The Trials And Tribulations Of Delivering Gas Bills

The Summer of ’72. I was 16. Although I was living at home for free with no expenses whatsoever I felt it was time to contribute to society and earn some money. I had friends who were able to buy their own cars and I was a little jealous of that. My pal Michael Jackson-yes I went to school with Michael Jackson-told me about an opening at the Gas Company. They were looking for a gas bill deliverer. Michael was doing it and someone had quit. It wasn’t an oil-patch paying kind of job but I would get $5 per small bundle and $7.50 for what the Gas Company deemed as one of the big bundles. I’d be doing my deliveries as per when they would call which was about twice a week. So I called, dropped my Michael Jackson name and got the job. (In case you haven’t figured it out, this Michael Jackson wasn’t the King of Pop although he did have quite a tan.)

My contact was a great guy named Dan Dietzen. The one thing he said to me as I was set to depart on my first set of deliveries was, “If there was an issue like a big dog in the yard, just bring the bill back and it’ll be delivered another way.”

And so began my summer of trauma.

I love dogs. But when you meet them in a situation where they think you’re going to attack them or their master and they’re in protection mode it’s a different story. They scare the hell out of me. I don’t care if it’s a Chihuahua or a Doberman, I don’t like the confrontation.

The first trauma I encountered is putting the bill into one of those mail slots that are right in the door. It’s a simple matter of opening the slot and slipping the bill through. On my first day, that was the case on numerous times with no incident. And then…..I’m walking along, enjoying the silence. I walk up to the appropriate house and notice there’s a slot in the door. I open the slot, and just as I’m putting the bill in…”Yi Yi Yi!!!!” It’s some kind of Pekinese terrier making it known that he didn’t appreciate what I just had done. I felt like I was in that Bugs Bunny cartoon where the dog sneaks up behind Foghorn Leghorn, barks at him and sends him to the sky. It’s not that the dog bit me or anything, it’s just the sudden shock of a loud piercing yap that gets your adrenaline pumping. Traditionally my hands would shake for a minimum of 10 more houses after that.
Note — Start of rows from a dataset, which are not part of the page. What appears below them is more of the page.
//! Event bitmask driving the control task.
//!
//! Producers post events from any context; repeated posts of the same event
//! coalesce until the control task takes them. The task processes a taken set
//! in a fixed priority order.

use core::cell::Cell;

use critical_section::Mutex;
use embassy_sync::blocking_mutex::raw::CriticalSectionRawMutex;
use embassy_sync::signal::Signal;
use embassy_time::{Instant, TimeoutError};

#[derive(Debug, Clone, Copy, PartialEq, Eq)]
pub enum ControlEvent {
    /// Blank and power down the LED ahead of a restart
    TurnOffBeforeReboot,
    /// Tick the dimming engine
    ControlCycle,
    MeasureLuminosity,
    /// Verify the LED driver has not reset
    HealthCheck,
    /// Let the boot animation finish its loop and retire
    StopBootFade,
}

impl ControlEvent {
    /// Processing order within one wake-up
    pub const PRIORITY: [Self; 5] = [
        Self::TurnOffBeforeReboot,
        Self::ControlCycle,
        Self::MeasureLuminosity,
        Self::HealthCheck,
        Self::StopBootFade,
    ];

    pub const fn bit(self) -> u8 {
        match self {
            Self::TurnOffBeforeReboot => 1 << 0,
            Self::ControlCycle => 1 << 1,
            Self::MeasureLuminosity => 1 << 2,
            Self::HealthCheck => 1 << 3,
            Self::StopBootFade => 1 << 4,
        }
    }
}

/// Set of coalesced events
#[derive(Debug, Clone, Copy, PartialEq, Eq, Default)]
pub struct EventSet(u8);

impl EventSet {
    pub const EMPTY: Self = Self(0);

    pub const fn with(self, event: ControlEvent) -> Self {
        Self(self.0 | event.bit())
    }

    pub const fn contains(self, event: ControlEvent) -> bool {
        self.0 & event.bit() != 0
    }

    pub const fn is_empty(self) -> bool {
        self.0 == 0
    }

    /// Events of the set in processing order
    pub fn iter(self) -> impl Iterator<Item = ControlEvent> {
        ControlEvent::PRIORITY
            .into_iter()
            .filter(move |event| self.contains(*event))
    }
}

impl FromIterator<ControlEvent> for EventSet {
    fn from_iter<I: IntoIterator<Item = ControlEvent>>(iter: I) -> Self {
        iter.into_iter().fold(Self::EMPTY, Self::with)
    }
}

pub struct ControlEvents {
    pending: Mutex<Cell<u8>>,
    doorbell: Signal<CriticalSectionRawMutex, ()>,
    turned_off: Signal<CriticalSectionRawMutex, ()>,
}

impl ControlEvents {
    pub const fn new() -> Self {
        Self {
            pending: Mutex::new(Cell::new(0)),
            doorbell: Signal::new(),
            turned_off: Signal::new(),
        }
    }

    pub fn post(&self, event: ControlEvent) {
        critical_section::with(|cs| {
            let pending = self.pending.borrow(cs);
            pending.set(pending.get() | event.bit());
        });
        self.doorbell.signal(());
    }

    /// Take every posted event, leaving the set empty
    pub fn take(&self) -> EventSet {
        critical_section::with(|cs| EventSet(self.pending.borrow(cs).replace(0)))
    }

    /// Wait until at least one event is posted, then take them all
    pub async fn wait(&self) -> EventSet {
        loop {
            let events = self.take();
            if !events.is_empty() {
                return events;
            }
            self.doorbell.wait().await;
        }
    }

    /// Like [`ControlEvents::wait`], giving up at `deadline`
    pub async fn wait_until(&self, deadline: Instant) -> Result<EventSet, TimeoutError> {
        embassy_time::with_deadline(deadline, self.wait()).await
    }

    /// Ask the control task to blank and power down the LED, and wait until
    /// it has done so
    pub async fn turn_off_before_reboot(&self) {
        self.turned_off.reset();
        self.post(ControlEvent::TurnOffBeforeReboot);
        self.turned_off.wait().await;
    }

    /// Called by the control task once the LED is off
    pub(crate) fn acknowledge_turn_off(&self) {
        self.turned_off.signal(());
    }
}

impl Default for ControlEvents {
    fn default() -> Self {
        Self::new()
    }
}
You get used to that after a while. It’s part of the job. You deal with it.

But then came the one day I will never forget.

There was a picket fence. There was a pathway to a set of stairs. The stairs were situated on an angle to the pathway so you had to turn to get up the stairs. You couldn’t actually see the top of the stairs until you made that turn.
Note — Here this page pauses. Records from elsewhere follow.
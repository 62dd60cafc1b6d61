//! Periodic event timers.
//!
//! Portable pacing without async or platform timers: [`CycleTimers::poll`]
//! posts the events that are due and returns the next deadline. The caller
//! is responsible for waiting until then.

use embassy_time::{Duration, Instant};

use crate::events::{ControlEvent, ControlEvents, EventSet};

/// One periodic timer with drift correction
#[derive(Debug, Clone, Copy)]
pub struct PeriodicTimer {
    period: Duration,
    next: Instant,
}

impl PeriodicTimer {
    /// Create a timer that first fires at `start`
    pub const fn new(period: Duration, start: Instant) -> Self {
        Self {
            period,
            next: start,
        }
    }

    pub const fn next_deadline(&self) -> Instant {
        self.next
    }

    /// Returns `true` if the timer fired at `now`.
    ///
    /// If more than two periods behind, the backlog is skipped instead of
    /// fired in a burst.
    pub fn poll(&mut self, now: Instant) -> bool {
        if now < self.next {
            return false;
        }
        let max_drift = self.period * 2;
        if now.saturating_duration_since(self.next) > max_drift {
            self.next = now;
        }
        self.next += self.period;
        true
    }
}

/// Timers of the control task
#[derive(Debug, Clone, Copy)]
pub struct CycleTimers {
    control: PeriodicTimer,
    luminosity: PeriodicTimer,
    health: PeriodicTimer,
}

impl CycleTimers {
    /// Create the timers, all firing first at `start`
    pub const fn new(
        control_cycle: Duration,
        luminosity_period: Duration,
        health_check_period: Duration,
        start: Instant,
    ) -> Self {
        Self {
            control: PeriodicTimer::new(control_cycle, start),
            luminosity: PeriodicTimer::new(luminosity_period, start),
            health: PeriodicTimer::new(health_check_period, start),
        }
    }

    /// Events due at `now`
    pub fn due(&mut self, now: Instant) -> EventSet {
        let mut due = EventSet::EMPTY;
        if self.control.poll(now) {
            due = due.with(ControlEvent::ControlCycle);
        }
        if self.luminosity.poll(now) {
            due = due.with(ControlEvent::MeasureLuminosity);
        }
        if self.health.poll(now) {
            due = due.with(ControlEvent::HealthCheck);
        }
        due
    }

    /// Post the due events and return the earliest upcoming deadline
    pub fn poll(&mut self, now: Instant, events: &ControlEvents) -> Instant {
        for event in self.due(now).iter() {
            events.post(event);
        }
        self.next_deadline()
    }

    pub fn next_deadline(&self) -> Instant {
        self.control
            .next_deadline()
            .min(self.luminosity.next_deadline())
            .min(self.health.next_deadline())
    }
}
//! Interpolation primitives used by the dimming engine.
//!
//! Brightness, PWM and color channels fade linearly. Raw driver currents fade
//! along an exponential curve so the perceived brightness changes evenly.

use crate::color::{Currents, zip_channels};
use crate::math8::round_to_u8;

/// Linear interpolation between `begin` and `end` (truncating).
///
/// `elapsed` is expected in `0..=duration`; a zero duration yields `begin`.
#[inline]
#[allow(clippy::cast_possible_truncation, clippy::cast_possible_wrap)]
pub const fn interpolate_linear(begin: i32, end: i32, elapsed: u64, duration: u64) -> i32 {
    if duration == 0 {
        return begin;
    }
    let delta = end as i64 - begin as i64;
    (begin as i64 + delta * elapsed as i64 / duration as i64) as i32
}

/// Linear interpolation of an 8-bit channel
#[inline]
#[allow(clippy::cast_possible_truncation, clippy::cast_sign_loss)]
pub const fn interpolate_u8(begin: u8, end: u8, elapsed: u64, duration: u64) -> u8 {
    interpolate_linear(begin as i32, end as i32, elapsed, duration) as u8
}

/// Exponential fade coefficient of one current channel
#[derive(Debug, Clone, Copy, PartialEq)]
pub struct ExpCurrentCoef {
    current_min: u8,
    current_max: u8,
    duration_ticks: u64,
    alpha: f32,
}

impl ExpCurrentCoef {
    /// Build the coefficient for a channel spanning `current_min..=current_max`
    #[allow(clippy::cast_precision_loss)]
    pub fn new(current_min: u8, current_max: u8, duration_ticks: u64) -> Self {
        let span = f32::from(current_max.saturating_sub(current_min)) + 1.0;
        let alpha = if duration_ticks == 0 {
            0.0
        } else {
            libm::logf(span) / duration_ticks as f32
        };
        Self {
            current_min,
            current_max,
            duration_ticks,
            alpha,
        }
    }

    pub const fn current_min(&self) -> u8 {
        self.current_min
    }

    pub const fn current_max(&self) -> u8 {
        self.current_max
    }

    pub const fn duration_ticks(&self) -> u64 {
        self.duration_ticks
    }

    pub const fn alpha(&self) -> f32 {
        self.alpha
    }

    /// Interpolate a current between `begin` and `end`.
    ///
    /// Both endpoints are mapped into log space relative to `current_min`,
    /// interpolated linearly there and mapped back. Begin values below the
    /// floor snap to the floor; targets below it are clamped to it.
    #[allow(clippy::cast_precision_loss)]
    pub fn interpolate(&self, begin: u8, end: u8, elapsed: u64, duration: u64) -> u8 {
        if begin < self.current_min {
            return self.current_min;
        }
        let end = end.max(self.current_min);
        if duration == 0 || begin == end {
            return begin;
        }
        if self.alpha <= 0.0 {
            // Degenerate span, fall back to a straight ramp
            return interpolate_u8(begin, end, elapsed, duration);
        }

        let floor = f32::from(self.current_min);
        let x1 = libm::logf(f32::from(begin) - floor + 1.0) / self.alpha;
        let x2 = libm::logf(f32::from(end) - floor + 1.0) / self.alpha;
        let x = x1 + (x2 - x1) * elapsed as f32 / duration as f32;

        round_to_u8(libm::expf(self.alpha * x) + floor - 1.0)
    }
}

/// Exponential coefficients for the red, green and blue currents
#[derive(Debug, Clone, Copy, PartialEq)]
pub struct ExpCurrentCoefs([ExpCurrentCoef; 3]);

impl ExpCurrentCoefs {
    /// Derive the per-channel coefficients from the lowest and highest
    /// currents the controller will ever drive.
    pub fn from_bounds(min: Currents, max: Currents, duration_ticks: u64) -> Self {
        Self([
            ExpCurrentCoef::new(min.r, max.r, duration_ticks),
            ExpCurrentCoef::new(min.g, max.g, duration_ticks),
            ExpCurrentCoef::new(min.b, max.b, duration_ticks),
        ])
    }

    pub const fn channel(&self, index: usize) -> &ExpCurrentCoef {
        &self.0[index]
    }

    /// Interpolate all three currents
    pub fn interpolate(&self, begin: Currents, end: Currents, elapsed: u64, duration: u64) -> Currents {
        zip_channels(begin, end, |index, begin, end| {
            self.0[index].interpolate(begin, end, elapsed, duration)
        })
    }
}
It was a fine summer day. I was making good time. This was a $7.50 bundle and I was closing in on finishing. I came to the picket fence. I opened the gate and proceeded to walk down the path. I heard the gate click shut behind me. There were about 20 steps to the bottom of the stairs. There were about 5 stairs that I would need to climb to get to the mailbox. I made it to the 20 steps. Just as I got to the bottom of the steps unbeknownst to me I awakened a huge German Sheppard that was taking his morning nap at the top of the stairs. He looked up at me and he was not happy. BOW WOW WOW!!!! He jumped to his feet. I turned around and ran as fast as I could down the 20-foot pathway.

Oh no!!

The gate had been latched shut!!!

That old adrenaline had kicked in big time. I made it to the gate and I placed my hand on one of the picket posts and with one jump that would impress Kaitlyn Jenner in a decathlon event I was able to clear that fence by two feet. I think even the dog was impressed by how fast I got out of that yard.

I did not deliver that bill that day.

I may have peed a little.

I did not deliver gas bills for very long after that.